Attempting a solo career upon his return to the States, Parsons then had yet another magical moment, bringing Emmylou Harris on board for his solo debut, GP.    If Gram Parsons had never done anything else in his all-too-brief career, just for being part of the team that discovered Emmylou Harris (actually it was Gram's successor in the Burritos, Rick Roberts, who actually discovered her), who has (in this reviewer’s opinion anyway) the most sublime, magnificent country voice of any female artist in history, he’d be legendary.  For GP Parsons brought on board a highly respected and capable set of sidemen, many of whom had played with Ricky Nelson and Elvis himself, and as such had impeccable rockabilly credentials.  Among them were pianist Glen Hardin and guitarist James Burton, both of whom had played extensively with The King as well as Merle Haggard in the late 60’s and into the 70’s.  Hardin and Burton had both also played with Rick(y) Nelson's band throughout the 60's, including his forays into country in '67.  Gram's selection of them (as well as the other less noted but no less talented and professional musicians that played on both his solo albums) was puzzling but inspired.  It was puzzling because most people in the rock establishment had nothing but contempt for Elvis and his Vegas stage show at the time, which was considered tacky and about as UNrock as you can get.  It was also puzzling because at that time neither Hardin nor Burton had particularly solid credentials in the country music establishment either; their work with Rick Nelson, while admired decades later, at the time was considered an obvious attempt of a former teenbopper rock idol to demonstrate his maturity and wasn't particularly admired by anyone in the country music business.  However, it was inspired because Hardin, Burton and the others were consummate professionals whose crispness and reliability brought out the best from the ever-stoned Parsons.
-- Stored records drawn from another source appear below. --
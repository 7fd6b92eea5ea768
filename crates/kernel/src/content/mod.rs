//! Content module.
//!
//! This module provides:
//! - Source format detection and markdown conversion
//! - FilterPipeline: markdown, text format and shortcode filters
//! - ContentResolver: turns content sources into blocks
//! - BlockService: configured blocks rendered by id
//! - LocalFileSystem: file access confined to the application root

mod block;
mod blocks;
pub mod detect;
mod filter;
mod fs;
pub mod markdown;
mod resolver;

pub use block::{
    Block, BlockOptions, ContentSource, DEFAULT_METHOD, extract_leading_heading, humanize,
};
pub use blocks::{BlockDefinition, BlockService, BlockSpec};
pub use detect::{SourceFormat, detect_format};
pub use filter::{
    FilterPipeline, HtmlEscapeFilter, MarkdownFilter, NewlineFilter, SanitizeFilter,
    ShortcodeFilter, ShortcodeStashFilter, TextFilter, TextFormat, html_escape,
};
pub use fs::{FileSystem, LocalFileSystem};
pub use resolver::{ContentResolver, TemplateRenderer};
//! Built-in greeting service.

use agnstk_sdk::{Capabilities, MenuConfig, RenderArgs, RenderError, Renderable};

use crate::content::html_escape;

/// Greeting service: the `hello` shortcode, the `/hello` page and its menu
/// entry.
#[derive(Debug, Clone, Copy, Default)]
pub struct HelloService;

impl Renderable for HelloService {
    fn render(&self, args: &RenderArgs) -> Result<String, RenderError> {
        let message = args.get("message").unwrap_or("Hello from AGNSTK!");
        let mut html = String::from("<div class=\"hello-service\">");
        if let Some(title) = args.get("title") {
            html.push_str(&format!("<h3>{}</h3>", html_escape(title)));
        }
        html.push_str(&format!("<p>{}</p></div>", html_escape(message)));
        Ok(html)
    }

    fn title(&self) -> Option<String> {
        Some("Hello".to_string())
    }

    fn describe(&self) -> Capabilities {
        Capabilities::default()
            .shortcode("hello")
            .uri("/hello")
            .menu(MenuConfig::new("Hello").order(20))
    }
}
Unfortunately, GP was no more successful than his ISB or Flying Burrito Brothers albums despite this high quality.  But from the first time she opens her mouth on “We’ll Sweep Out the Ashes in the Morning”, Emmylou gives notice that one of the most rightly celebrated and treasured voices in the history of music has arrived.  Country music can be divided into B.E. and A.E, Before Emmy and Anno Emmy.  “A Song For You” and “She” are softer, more tender, and highlight the interplay between Parsons and Emmylou ; “Song For You” in particular illustrates how much she brings to this equal collaboration of talents.  “Streets of Baltimore” is a Parsons-Etheridge writing collaboration, and here Emmylou just provides sweet, subtle backing vocals.  Perhaps the best track here is “That’s All It Took”, focusing as it does on Gram and Emmylou’s sweetly intertwined vocals and Byron Berline’s (who had played with Dillard & Clark) equally smooth fiddle playing.  “Cry One More Time” is Gram’s take on horn-and piano-heavy roadhouse blues (with a bit of twangy countrybilly guitar thrown in for good measure), and a honking sax punctuates the peppy “Big Mouth Blues”, distinctly non-country touches all but they expand the reach and scope of the music in an admirable way.

Parsons’ final album, Grievous Angel, was sadly released posthumously, as Parsons had overdosed on drugs the previous fall.  It contains two of my favorite Parsons compositions, “Return of the Grievous Angel”, a sweet honky tonk that Harris (and Hardin’s understated but moving piano) elevates to mellifluous sonic poetry with her yearning voice.  By the time this was recorded, Parsons was in his final drug-induced spiral, while Emmylou’s star was starting to shine in a way that couldn’t be ignored (despite Parsons’ widow’s deliberate attempts to downplay her contributions to this album upon its release).   “Hearts on Fire” is almost dirge-like but again Harris’ vocals ring out like a clarion call.  But for me the acme of this album is “In My Hour of Darkness”, which walks a perfect line between being slow and being measured and again Harris’ contribution elevates this from being merely wonderful to being utterly sublime. 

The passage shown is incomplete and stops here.